IP MASQ shortcuts causing Grapple to fail

This article was originally published on the LGP Blog on Saturday, July 4th, 2009

This is a technical article that goes to some depth into networking protocols. Reading this article, you will need some overall knowledge of how UDP networking works, and a basic idea about what NAT and IP MASQ is.

We’ve just spent quite a while investigating issues with a small number of games failing to make connections to perfectly good servers. Grapple, the LGP networking layer, is designed to work around the presence of firewalls, NAT, and all that good stuff, so that users can host a game from any machine on their network, whether it be exposed to the outside world or not.

So, when we found out that some people couldn’t connect to games, we were a bit concerned. After all, our code should be just fine for this. It has worked in all of our test scenarios.

Unfortunately we assumed that all networking at the kernel level worked. This was a mistake.
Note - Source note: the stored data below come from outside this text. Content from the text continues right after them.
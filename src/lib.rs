//! Driver core for the Ethernet controller found on Intel Quark SoCs
//!
//! The controller is a Synopsys DesignWare GMAC with an external transceiver reached through the
//! GMII management interface. This crate covers bring-up and the steady-state descriptor ring
//! layout:
//!
//! - [`Mii`]: indirect transceiver register access through the GMII address/data pair
//! - [`link`]: transceiver reset and link establishment
//! - [`Builder`] / [`Controller`]: MAC/DMA reset, configuration, hardware address programming and
//!   interrupt wiring
//! - [`DescriptorRings`]: transmit and receive descriptor rings, their packet buffers and the two
//!   semaphores shared with the interrupt handler
//!
//! The surrounding kernel is reached through narrow traits: [`Csr`] for the register window,
//! [`Platform`] for bus configuration, interrupt registration and the persisted configuration
//! store, [`Allocator`] for ring memory, and [`embedded_hal`]'s `DelayUs` for poll delays.
//!
//! # Example
//!
//! ```ignore
//! let device = Device {
//!     csr: unsafe { RegisterBlock::new(csr_base) },
//!     interrupt_line: 41,
//!     handler: eth_interrupt,
//! };
//!
//! let controller = Builder::new()
//!     .set_tx_ring_size(128)
//!     .set_rx_ring_size(128)
//!     .freeze(device, &mut platform, &mut dma_pool, &mut delay)?;
//!
//! // The transmit path takes a slot before touching the ring
//! controller.output_semaphore().wait();
//! ```

#![cfg_attr(not(test), no_std)]

extern crate embedded_hal as hal;

mod allocator;
pub use allocator::{Allocation, Allocator, BumpAllocator};

mod builder;
pub use builder::{Builder, Timing, MAC1_ID};

mod buffers;
pub use buffers::PacketPool;

mod controller;
pub use controller::Controller;

mod descriptor;

mod eui48;
pub use eui48::Identifier as EthernetAddress;

pub mod link;
pub use link::LinkType;

pub mod phy;
pub use phy::{Mii, Phy, Register as PhyRegister};

mod platform;
pub use platform::{BusConfiguration, ConfigStore, Device, InterruptController, Platform};

pub mod registers;
pub use registers::{Csr, Register, RegisterBlock};

mod rings;
pub use rings::DescriptorRings;

pub mod rx;
pub mod tx;

mod semaphore;
pub use semaphore::Semaphore;

mod volatile_read_write;
use volatile_read_write::VolatileReadWrite;

#[cfg(test)]
mod sim;

/// Default capacity of a single packet buffer, in bytes.
pub const PACKET_BUFFER_SIZE: usize = 2048;

/// Largest buffer the 13-bit descriptor size field can describe.
pub const MAX_BUFFER_SIZE: usize = 0x1FFF;

/// Driver error
#[derive(Clone, Copy, Debug, PartialEq, Eq)]
#[cfg_attr(feature = "defmt", derive(defmt::Format))]
pub enum Error {
    /// A busy or reset bit did not clear within its retry budget.
    Timeout,
    /// The allocator could not satisfy a ring, buffer or semaphore request.
    ResourceExhausted,
}

/// Result type used throughout the driver
pub type Result<T> = core::result::Result<T, Error>;
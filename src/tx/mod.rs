use crate::VolatileReadWrite;

mod descriptor;
pub use descriptor::{Reader as TxDescriptorReader, TxDescriptor, Writer as TxDescriptorWriter};

mod descriptor_table;
pub use descriptor_table::TxDescriptorTable;
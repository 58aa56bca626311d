//! Services the surrounding kernel provides during bring-up

/// Writes to the controller's PCI configuration space
pub trait BusConfiguration {
    fn write_config_word(&mut self, offset: u8, value: u16);
}

/// Interrupt vector registration
pub trait InterruptController {
    fn register_handler(&mut self, line: u8, handler: fn());
}

/// Persisted platform configuration (e.g. the SPI flash platform data block)
pub trait ConfigStore {
    /// Copies the entry `identifier` into `bytes`, filling exactly `bytes.len()` bytes.
    fn fetch(&mut self, identifier: u16, bytes: &mut [u8]);
}

/// Everything bring-up needs from the kernel besides memory and delays
pub trait Platform: BusConfiguration + InterruptController + ConfigStore {}

impl<T: BusConfiguration + InterruptController + ConfigStore> Platform for T {}

/// An Ethernet device as described by the kernel's device table
pub struct Device<C> {
    /// The controller's register window.
    pub csr: C,
    /// Interrupt line assigned to the controller.
    pub interrupt_line: u8,
    /// The driver's interrupt service routine, which recycles descriptors and signals the
    /// controller's semaphores.
    pub handler: fn(),
}
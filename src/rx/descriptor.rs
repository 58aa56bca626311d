use super::VolatileReadWrite;
use crate::descriptor::{checked_buffer_address, descriptor_flags, BUFFER1_SIZE_MASK};

const FRAME_LENGTH_SHIFT: u32 = 16;
const FRAME_LENGTH_MASK: u32 = 0x3FFF << FRAME_LENGTH_SHIFT;

/// Receive descriptor in the controller's enhanced (four word) format
#[repr(C)]
#[derive(Default)]
pub struct RxDescriptor {
    // NOTE: Only read or write these fields using volatile operations
    status: u32,
    control: u32,
    buffer1: u32,
    buffer2: u32,
}

impl RxDescriptor {
    pub fn read(&self) -> Reader {
        Reader {
            status: self.status.read_volatile(),
            control: self.control.read_volatile(),
            buffer1: self.buffer1.read_volatile(),
        }
    }

    pub fn modify<F: FnOnce(Writer) -> Writer>(&mut self, f: F) {
        let w = Writer {
            status: self.status.read_volatile(),
            control: self.control.read_volatile(),
            buffer1: self.buffer1.read_volatile(),
        };
        let result = f(w);

        // Ownership is in the status word, so it goes out last
        self.buffer1.write_volatile(result.buffer1);
        self.control.write_volatile(result.control);
        self.status.write_volatile(result.status);
    }
}

#[derive(Clone, Copy, Debug, PartialEq, Eq)]
pub struct Reader {
    status: u32,
    control: u32,
    buffer1: u32,
}

impl Reader {
    pub fn buffer_size(&self) -> usize {
        (self.control & BUFFER1_SIZE_MASK) as usize
    }

    pub fn buffer_address(&self) -> u32 {
        self.buffer1
    }

    /// Length of the received frame, including the CRC. Valid once the device has handed the
    /// descriptor back with the last-descriptor flag set.
    pub fn frame_length(&self) -> usize {
        ((self.status & FRAME_LENGTH_MASK) >> FRAME_LENGTH_SHIFT) as usize
    }
}

pub struct Writer {
    status: u32,
    control: u32,
    buffer1: u32,
}

impl Writer {
    pub fn set_buffer_size(mut self, size: usize) -> Self {
        if size > BUFFER1_SIZE_MASK as usize {
            panic!("Buffer size does not fit the descriptor");
        }
        self.control = (self.control & !BUFFER1_SIZE_MASK) | size as u32;
        self
    }

    pub fn set_buffer_address(mut self, address: u32) -> Self {
        self.buffer1 = checked_buffer_address(address);
        self
    }
}

descriptor_flags!(Reader, Writer,
    /// The DMA engine may write into the buffer.
    owned: status[31],
    error_summary: status[15],
    first_descriptor: status[9],
    last_descriptor: status[8],
    /// The DMA engine returns to the start of the ring after this descriptor.
    end_of_ring: control[15],
    second_address_chained: control[14],
);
So, take a scenario, lets say host A (lets call it gateway) is the gateway server, running IP MASQ to NAT all servers on its local network. Host B (call it laptop) is a machine on the internal network.

Now, as we run through this article I will run you through some aspects of NAT, STUN, TURN, and other nice things about firewall and NAT handling. I wont be going through the exact protocols, but I’ll give you a bit of an idea how it works.
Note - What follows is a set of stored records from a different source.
//! Command-line front end for Secret
//!
//! A thin shell over [`secret_app::Driver`] that reads files from disk,
//! writes decrypted items to a directory, and reports progress on a text
//! stream. All flow logic lives in the generic [`secret_app::Runtime`].

#![forbid(unsafe_code)]
#![deny(missing_docs)]

pub mod command;
pub mod terminal;

pub use command::{CliError, CreateOptions, create_secret, open_secret};
pub use terminal::{TerminalDriver, TerminalError};
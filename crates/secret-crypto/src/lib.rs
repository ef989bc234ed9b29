//! Secret Cryptographic Primitives
//!
//! Building blocks for sealing the items of a secret bundle. Pure functions
//! with deterministic outputs: callers provide the nonce bytes, so tests can
//! pin them and production code draws them from the environment.
//!
//! # Item Lifecycle
//!
//! ```text
//! Password
//!    │
//!    ├──► pad/truncate ──► ItemKey (32 bytes)
//!    │                        │
//!    │                        ▼
//!    │           AES-256-GCM(nonce) ──► nonce ‖ ciphertext ‖ tag
//!    │
//!    └──► SHA-256 ──► base64 password hash (sent to the service)
//! ```
//!
//! # Security
//!
//! Key derivation is the fixed-length pad/truncate scheme used by every
//! secret already stored by the service. It is NOT a password-based KDF: low
//! entropy passwords produce low entropy keys. Replacing it changes the wire
//! contract and must ship as a new format version.
//!
//! - Every item is sealed under a fresh 12-byte nonce
//! - AES-GCM authenticates each item; a failed tag rejects the item
//! - The plaintext password never leaves the client, only its digest

#![forbid(unsafe_code)]
#![deny(missing_docs)]

mod derivation;
mod digest;
mod error;
mod seal;

pub use derivation::{ItemKey, KEY_PAD_BYTE, KEY_SIZE, derive_item_key};
pub use digest::{hash_password, password_digest, verify_password};
pub use error::CryptoError;
pub use seal::{NONCE_SIZE, TAG_SIZE, open_item, seal_item, sealed_len};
So, Laptop is the machine I want to use to start up a game server. I start a server and bind a UDP socket to port 2000 on all interfaces. I then use STUN to find out what kind of connection I am on. The method for STUN is shown below.

STUN tells me that the server is on a symmetric NAT. This means that the only things that can communicate with the server, are things that the server has talked to itself first.

This is the most restrictive type of NAT, under usual circumstances it will mean that it is effectively impossible to make connections to this laptop game server without making manual traffic routes through your NAT routing table on the gateway machine for each client. Any client connecting to the server will try and connect to the laptop, but any routing will be rejected because the laptop has not first connected to the client.

However, Grapple can handle this, as I will demonstrate.

So, on the gateway machine (it is important for later on to note that the gateway machine is also the client trying to connect to the laptop server to play the game), I start up a client. The client tries to directly connect to the server, sending a number of UDP connection requests. The server does not receive them.

This is not unexpected, as demonstrated earlier, the server is behind a symmetric NAT and the server hasn’t sent any data to the client, and so the servers routing will reject anything being sent to it from the client.

So, at this point it looks fairly hopeless, how can the server magically know the client is connecting to it.

Well, the answer lies in the STUN server. The laptop server has already talked to the STUN server and so the NAT routing tables allow the STUN server to send more data to the laptop.

So, the client gateway knows about the same STUN server, and so sends a request to the STUN server to ask the laptop server to connect to it.

The laptop receives this request, and connects to the address that the STUN server requests. The client should then, we hope, be able to communicate.

Now at this point this can go two ways.

1) Client is not behind a symmetric NAT or firewall

In this case, the client receives the data packet, and communication can start. We’re pretty much done handshaking, the client and server can talk to each other.

2) Client IS behind a symmetric NAT or firewall

The client will never receive the packet from the server. No communication is possible.

Now, in the instance in question, we discover the situation is an impossible one. The client receives the packet from the server, but then is unable to reply.

This is completely impossible, the routing table to the client has seen a packet to from the laptop to the gateway, and so should allow 2 way communication between the two machines (on the same ports). But for some reason – it wasn’t!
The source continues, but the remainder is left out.